CARRERAS DE SUBMARINOS

Diego Lacave

@DiegoLacave

 


La “Recta de Atrás” de los martes (no la de Losail, que no tiene) va camino de convertirse en una crónica de rabiosa actualidad de los domingos por mor de la actividad de los despachos. Mientras Marc Márquez bromea con pedir el VAR y la FIM se empantana en una reclamación delirante, yo me fijo en las reflexiones de Dennis Noyes, que me regala este maravilloso titular para MotorLuNews. Va por ti, maestro: feliz cumpleaños.

Eso sí, yo lo recorto, lo saco de contexto… porque además de copiota soy un miserable. El tuit completo dice así: “Todo esto es una cortina de humo….la madre del cordero es la electrónica. Si fuera posible neutralizar del todo la electrónica DE VERDAD, la lucha tecnológica sería al aire libre. Un mundial donde la clave es la electrónica es como una carrera de submarinos vista desde la playa.” La clarividencia de Noyes nos debe llevar a reflexionar a todos y en todas las direcciones. Y yo uso esta página para ello (reflexionar, ojo, no pontificar: no me queda claro nada) y no solamente para escribir: también para ilustrar con la foto que he elegido. Mírala fijamente: relájate. Vamos al grano.

Codos en el suelo, pilotos (novatos y convalecientes, incluidos) que pueden mirar a su alrededor mientras su moto está prácticamente en el suelo… En los años de las 500 estarían volando por los aires, ellas y ellos: las motos y sus pilotos. Hace ya diez años mi colega Ismael Bonilla (piloto y colaborador de Fórmula Moto) me contaba cómo alucinaba viendo a Casey Stoner pasar la rápida de Jerez con la muñeca del gas girada a fondo. Su Ducati reducía sola al tumbar la moto a tumba abierta y el piloto metía revoluciones a golpe de levantar la moto ligeramente, preparándose la siguiente justo antes de la de izquierdas de entrada a meta. Recuerdo que poco después llegó Sete Gibernau con una montura de Borgo Panigale pintada de Guinea Ecuatorial y diciendo “yo no me atrevo a hacer eso…” La electrónica vino para quedarse hace más de una década; y lo curioso es que aún estemos hablando de ella. ¿Por qué?

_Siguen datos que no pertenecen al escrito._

//! # Base64url
//!
//! Unpadded url-safe base64 as used throughout JOSE. Encoding is strict
//! (never emits `+`, `/` or `=`); decoding tolerates trailing padding so that
//! input from lenient peers round-trips.

use base64ct::{Base64UrlUnpadded, Encoding};

use crate::error::{Error, Result};

/// Encode bytes as unpadded base64url text.
#[must_use]
pub fn encode(bytes: &[u8]) -> String {
    Base64UrlUnpadded::encode_string(bytes)
}

/// Decode base64url text, with or without trailing padding.
///
/// # Errors
///
/// Returns [`Error::Encoding`] if the input contains characters outside the
/// base64url alphabet.
pub fn decode(text: &str) -> Result<Vec<u8>> {
    let unpadded = text.trim_end_matches('=');
    Base64UrlUnpadded::decode_vec(unpadded).map_err(|_| Error::Encoding)
}
//! # Pairwise Keys
//!
//! Deterministic derivation of a per-relying-party key pair from master key
//! material and a peer identifier. The same user presents an unlinkable
//! identity to each relying party, while identical inputs always re-derive
//! the identical key pair, which the relying party needs to recognise the
//! derived identifier over time and across devices.

use k256::ecdsa::SigningKey;

use crate::crypto::{secp256k1, CryptoRegistry, Scope};
use crate::error::{Error, Result};
use crate::jose::b64;
use crate::jose::jwk::{Jwk, KeyOperation, PrivateKey, PrivateMaterial, KTY_OCT};
use crate::jose::{ES256K, HS256};

/// Derive a private key for the given peer on the requested curve.
///
/// The derivation seed is `HMAC-SHA256(master_key, peer_id)`, computed
/// through the registry's private-scope HS256 provider. The seed, taken as a
/// big-endian 256-bit integer, becomes the private scalar of a secp256k1 key
/// pair; the public point's affine coordinates are extracted from its SEC1
/// encoding.
///
/// # Errors
///
/// Returns [`Error::PairwiseKeyUnsupportedCurve`] for any curve outside the
/// K-256 family (RSA and other curves are explicitly unsupported), and
/// [`Error::PairwiseKey`] if the seed is out of range for the curve or the
/// public-key encoding is malformed.
pub fn derive(
    registry: &CryptoRegistry, master_key: &[u8], peer_id: &str, curve: &str,
) -> Result<PrivateKey> {
    if !secp256k1::CURVE_NAMES.contains(&curve) {
        return Err(Error::PairwiseKeyUnsupportedCurve(curve.to_string()));
    }

    let seed = pairwise_seed(registry, master_key, peer_id)?;
    let signing_key = SigningKey::from_slice(&seed)
        .map_err(|e| Error::PairwiseKey(format!("seed is not a valid scalar: {e}")))?;

    let point = signing_key.verifying_key().to_encoded_point(false);
    let (x, y) = secp256k1::point_to_xy(point.as_bytes())?;

    Ok(PrivateKey {
        kid: String::new(),
        alg: Some(ES256K.to_string()),
        key_ops: Some(vec![KeyOperation::Sign]),
        material: PrivateMaterial::EllipticCurve {
            crv: curve.to_string(),
            x: b64::encode(&x),
            y: b64::encode(&y),
            d: b64::encode(&seed),
        },
    })
}

fn pairwise_seed(registry: &CryptoRegistry, master_key: &[u8], peer_id: &str) -> Result<Vec<u8>> {
    let provider = registry.signer(HS256, Scope::Private)?;
    let seed_key = provider.import_key(&Jwk {
        kty: KTY_OCT.to_string(),
        alg: Some(HS256.to_string()),
        k: Some(b64::encode(master_key)),
        ..Jwk::default()
    })?;
    provider.sign(&seed_key, peer_id.as_bytes())
}
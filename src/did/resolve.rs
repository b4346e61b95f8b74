//! # DID Resolution
//!
//! The resolution contract consumed by the verification pipeline, plus thin
//! HTTP implementations for deployments that resolve against a universal
//! resolver endpoint. Resolution must be idempotent (repeated calls for the
//! same DID return an equivalent document absent an on-ledger update) and
//! report failures as typed kinds, because callers' retry/abort policy
//! differs per kind. Cancellation surfaces as
//! [`ResolutionError::Cancelled`], distinct from not-found and transport
//! failures, and aborts the current attempt without substituting a partial
//! result.

use serde::Deserialize;

use crate::did::document::Document;
use crate::error::ResolutionError;

/// Resolves a DID to its document.
#[allow(async_fn_in_trait)]
pub trait Resolver: Send + Sync {
    /// Resolve a DID to a DID document.
    ///
    /// # Errors
    ///
    /// Returns a [`ResolutionError`] distinguishing not-found, transport
    /// failure, malformed document and cancellation.
    async fn resolve(&self, did: &str) -> Result<Document, ResolutionError>;
}

/// Fetches a URL, returning the response body. Used for well-known
/// configuration documents and `request_uri` dereferencing.
#[allow(async_fn_in_trait)]
pub trait HttpFetch: Send + Sync {
    /// Fetch the URL.
    ///
    /// # Errors
    ///
    /// Returns a [`ResolutionError`] describing the failure.
    async fn fetch(&self, url: &str) -> Result<Vec<u8>, ResolutionError>;
}

/// Wire envelope returned by resolution endpoints that wrap the document in
/// resolution metadata.
#[derive(Deserialize)]
#[serde(rename_all = "camelCase")]
struct ResolutionResponse {
    did_document: Document,
}

/// A [`Resolver`] backed by an HTTP resolution endpoint (for example a
/// universal resolver's `/identifiers` route).
#[derive(Clone)]
pub struct HttpResolver {
    endpoint: String,
    client: reqwest::Client,
}

impl HttpResolver {
    /// Create a resolver for the given endpoint. The DID is appended as a
    /// path segment on each request.
    #[must_use]
    pub fn new(endpoint: impl Into<String>) -> Self {
        Self {
            endpoint: endpoint.into(),
            client: reqwest::Client::new(),
        }
    }
}

impl Resolver for HttpResolver {
    async fn resolve(&self, did: &str) -> Result<Document, ResolutionError> {
        let url = format!("{}/{did}", self.endpoint.trim_end_matches('/'));
        if url::Url::parse(&url).is_err() {
            return Err(ResolutionError::MalformedDocument(format!("invalid URL {url}")));
        }

        tracing::debug!("resolving {did}");
        let response = self.client.get(&url).send().await.map_err(transport)?;
        if response.status() == reqwest::StatusCode::NOT_FOUND {
            return Err(ResolutionError::NotFound);
        }
        if !response.status().is_success() {
            tracing::error!("resolution request for {did} returned {}", response.status());
            return Err(ResolutionError::Transport(response.status().to_string()));
        }

        let body = response.bytes().await.map_err(transport)?;
        let document = parse_document(&body)?;
        if document.id.is_empty() {
            return Err(ResolutionError::MalformedDocument("document has no id".to_string()));
        }
        Ok(document)
    }
}

impl HttpFetch for HttpResolver {
    async fn fetch(&self, url: &str) -> Result<Vec<u8>, ResolutionError> {
        self.client.fetch_url(url).await
    }
}

/// A plain [`HttpFetch`] over a reqwest client.
#[derive(Clone, Default)]
pub struct HttpClient {
    client: reqwest::Client,
}

impl HttpClient {
    /// Create a client with default settings.
    #[must_use]
    pub fn new() -> Self {
        Self::default()
    }
}

impl HttpFetch for HttpClient {
    async fn fetch(&self, url: &str) -> Result<Vec<u8>, ResolutionError> {
        self.client.fetch_url(url).await
    }
}

/// Shared fetch-with-status-mapping over a reqwest client.
trait FetchUrl {
    async fn fetch_url(&self, url: &str) -> Result<Vec<u8>, ResolutionError>;
}

impl FetchUrl for reqwest::Client {
    async fn fetch_url(&self, url: &str) -> Result<Vec<u8>, ResolutionError> {
        tracing::trace!("fetching {url}");
        let response = self.get(url).send().await.map_err(transport)?;
        if response.status() == reqwest::StatusCode::NOT_FOUND {
            return Err(ResolutionError::NotFound);
        }
        if !response.status().is_success() {
            return Err(ResolutionError::Transport(response.status().to_string()));
        }
        Ok(response.bytes().await.map_err(transport)?.to_vec())
    }
}

fn parse_document(body: &[u8]) -> Result<Document, ResolutionError> {
    // Accept a bare document or a resolution envelope.
    if let Ok(envelope) = serde_json::from_slice::<ResolutionResponse>(body) {
        return Ok(envelope.did_document);
    }
    serde_json::from_slice(body).map_err(|e| ResolutionError::MalformedDocument(e.to_string()))
}

fn transport(e: reqwest::Error) -> ResolutionError {
    ResolutionError::Transport(e.to_string())
}

#[cfg(test)]
mod tests {
    use super::*;

    #[test]
    fn parses_bare_and_enveloped_documents() {
        let bare = br#"{"id":"did:example:123"}"#;
        assert_eq!(parse_document(bare).expect("should parse").id, "did:example:123");

        let enveloped = br#"{
            "@context": "https://www.w3.org/ns/did-resolution/v1",
            "didDocument": {"id": "did:example:123"},
            "resolverMetadata": {"driverId": "did:ion"}
        }"#;
        assert_eq!(parse_document(enveloped).expect("should parse").id, "did:example:123");

        let garbage = br"not json";
        assert!(matches!(
            parse_document(garbage),
            Err(ResolutionError::MalformedDocument(_))
        ));
    }
}
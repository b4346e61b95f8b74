//! # Decentralized Identifiers
//!
//! DID documents and the resolution contract that turns a bare DID string
//! into one. Resolution is the crate's one network-bound edge (together with
//! well-known configuration fetch); everything downstream of it is
//! synchronous computation over the resolved document.

pub mod document;
pub mod resolve;
pub mod service;

pub use document::{Document, DocumentKey};
pub use resolve::{HttpClient, HttpFetch, HttpResolver, Resolver};
pub use service::{Service, ServiceEndpoint, LINKED_DOMAINS};
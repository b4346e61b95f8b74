//! # Secp256k1 Provider
//!
//! ES256K: ECDSA over secp256k1 with SHA-256, producing the raw 64-byte
//! `r || s` signatures JWS carries.

use k256::ecdsa::signature::{Signer, Verifier};
use k256::ecdsa::{Signature, SigningKey, VerifyingKey};
use k256::elliptic_curve::sec1::ToEncodedPoint;
use k256::EncodedPoint;

use crate::crypto::{CryptoKey, SubtleCrypto};
use crate::error::{Error, Result};
use crate::jose::b64;
use crate::jose::jwk::{Jwk, KTY_EC};

/// Curve names accepted for secp256k1 key material.
pub(crate) const CURVE_NAMES: [&str; 3] = ["secp256k1", "K-256", "P-256K"];

const TAG_COMPRESSED_EVEN: u8 = 0x02;
const TAG_COMPRESSED_ODD: u8 = 0x03;
const TAG_UNCOMPRESSED: u8 = 0x04;
const TAG_HYBRID_EVEN: u8 = 0x06;
const TAG_HYBRID_ODD: u8 = 0x07;

/// ES256K signer/verifier.
pub struct Secp256k1Provider;

impl SubtleCrypto for Secp256k1Provider {
    fn import_key(&self, jwk: &Jwk) -> Result<CryptoKey> {
        if jwk.kty != KTY_EC {
            return Err(Error::KeyFormat(format!("expected an EC key, found {}", jwk.kty)));
        }
        if let Some(crv) = &jwk.crv {
            if !CURVE_NAMES.contains(&crv.as_str()) {
                return Err(Error::KeyFormat(format!("unsupported curve {crv}")));
            }
        }

        if let Some(d) = &jwk.d {
            let scalar = b64::decode(d)?;
            let signing_key = SigningKey::from_slice(&scalar)
                .map_err(|e| Error::KeyFormat(format!("invalid private scalar: {e}")))?;
            return Ok(CryptoKey::Secp256k1Private(signing_key));
        }

        let x = field_bytes(jwk.x.as_deref(), "x")?;
        let y = field_bytes(jwk.y.as_deref(), "y")?;
        let point = EncodedPoint::from_affine_coordinates(&x.into(), &y.into(), false);
        let verifying_key = VerifyingKey::from_encoded_point(&point)
            .map_err(|e| Error::KeyFormat(format!("invalid public point: {e}")))?;
        Ok(CryptoKey::Secp256k1Public(verifying_key))
    }

    fn sign(&self, key: &CryptoKey, data: &[u8]) -> Result<Vec<u8>> {
        let CryptoKey::Secp256k1Private(signing_key) = key else {
            return Err(Error::KeyFormat("signing requires a secp256k1 private key".to_string()));
        };
        let signature: Signature = signing_key.sign(data);
        Ok(signature.to_bytes().to_vec())
    }

    fn verify(&self, key: &CryptoKey, signature: &[u8], data: &[u8]) -> Result<bool> {
        let verifying_key = match key {
            CryptoKey::Secp256k1Public(vk) => *vk,
            CryptoKey::Secp256k1Private(sk) => *sk.verifying_key(),
            CryptoKey::Secret(_) => {
                return Err(Error::KeyFormat(
                    "verification requires a secp256k1 key".to_string(),
                ));
            }
        };
        let Ok(signature) = Signature::from_slice(signature) else {
            return Ok(false);
        };
        Ok(verifying_key.verify(data, &signature).is_ok())
    }
}

/// Extract affine `(x, y)` coordinates from a SEC1-encoded secp256k1 point.
///
/// Uncompressed (`0x04`) and hybrid (`0x06`/`0x07`) 65-byte encodings are
/// sliced directly; compressed (`0x02`/`0x03`) 33-byte encodings are
/// decompressed on the curve.
///
/// # Errors
///
/// Returns [`Error::PairwiseKey`] if the encoding is malformed or the point
/// is not on the curve.
pub fn point_to_xy(sec1: &[u8]) -> Result<(Vec<u8>, Vec<u8>)> {
    match sec1.first() {
        Some(&TAG_UNCOMPRESSED | &TAG_HYBRID_EVEN | &TAG_HYBRID_ODD) if sec1.len() == 65 => {
            Ok((sec1[1..33].to_vec(), sec1[33..65].to_vec()))
        }
        Some(&TAG_COMPRESSED_EVEN | &TAG_COMPRESSED_ODD) if sec1.len() == 33 => {
            let point = k256::PublicKey::from_sec1_bytes(sec1)
                .map_err(|e| Error::PairwiseKey(format!("invalid compressed point: {e}")))?;
            let uncompressed = point.to_encoded_point(false);
            let bytes = uncompressed.as_bytes();
            Ok((bytes[1..33].to_vec(), bytes[33..65].to_vec()))
        }
        _ => Err(Error::PairwiseKey("public key improperly formatted".to_string())),
    }
}

fn field_bytes(value: Option<&str>, name: &str) -> Result<[u8; 32]> {
    let Some(value) = value else {
        return Err(Error::KeyFormat(format!("missing required field {name}")));
    };
    let bytes = b64::decode(value)?;
    if bytes.len() > 32 {
        return Err(Error::KeyFormat(format!("field {name} exceeds 32 bytes")));
    }
    let mut buf = [0u8; 32];
    buf[32 - bytes.len()..].copy_from_slice(&bytes);
    Ok(buf)
}

#[cfg(test)]
mod tests {
    use rand::rngs::OsRng;

    use super::*;

    #[test]
    fn sign_and_verify() {
        let signing_key = SigningKey::random(&mut OsRng);
        let point = signing_key.verifying_key().to_encoded_point(false);
        let (x, y) = point_to_xy(point.as_bytes()).expect("should extract");

        let private = Jwk {
            kty: KTY_EC.to_string(),
            crv: Some("secp256k1".to_string()),
            x: Some(b64::encode(&x)),
            y: Some(b64::encode(&y)),
            d: Some(b64::encode(&signing_key.to_bytes())),
            ..Jwk::default()
        };
        let public = Jwk {
            d: None,
            ..private.clone()
        };

        let provider = Secp256k1Provider;
        let signer = provider.import_key(&private).expect("should import");
        let verifier = provider.import_key(&public).expect("should import");

        let msg = b"signature input";
        let sig = provider.sign(&signer, msg).expect("should sign");
        assert_eq!(sig.len(), 64);
        assert!(provider.verify(&verifier, &sig, msg).expect("should verify"));
        assert!(!provider.verify(&verifier, &sig, b"other input").expect("should verify"));
    }

    #[test]
    fn decompresses_points() {
        let signing_key = SigningKey::random(&mut OsRng);
        let uncompressed = signing_key.verifying_key().to_encoded_point(false);
        let compressed = signing_key.verifying_key().to_encoded_point(true);

        let from_full = point_to_xy(uncompressed.as_bytes()).expect("should extract");
        let from_compressed = point_to_xy(compressed.as_bytes()).expect("should decompress");
        assert_eq!(from_full, from_compressed);
    }

    #[test]
    fn rejects_malformed_points() {
        assert!(point_to_xy(&[]).is_err());
        assert!(point_to_xy(&[0x05; 65]).is_err());
        assert!(point_to_xy(&[0x04; 10]).is_err());
    }
}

Pues porque un elemento que nació con el signo de los tiempos y la inexorable evolución de la tecnología, cuya implementación en el mundial de los grandes premios ha supuesto un paso adelante (para mí, indiscutible y gigantesco) en materia de seguridad  para los pilotos y que además ha sido un arma definitiva de MotoGP para recuperar el espectáculo en pista, se ve ahora manchado por la peor sombra que en el deporte existe: las trampas. Y esa sombra de duda ha sido esparcida por los equipos del campeonato. Que no es una paranoia periodística, oigan. La temporada pasada ya se lanzaban mensajes velados por el paddock. Todo lo que se habló y se debatió sobre la IMU hizo reaccionar al campeonato; porque como dijo, con tino, también Noyes en televisión, un software que se usa para evitar que vean las posibles trampas que haces con la electrónica te demuestra que efectivamente, esas trampas existen.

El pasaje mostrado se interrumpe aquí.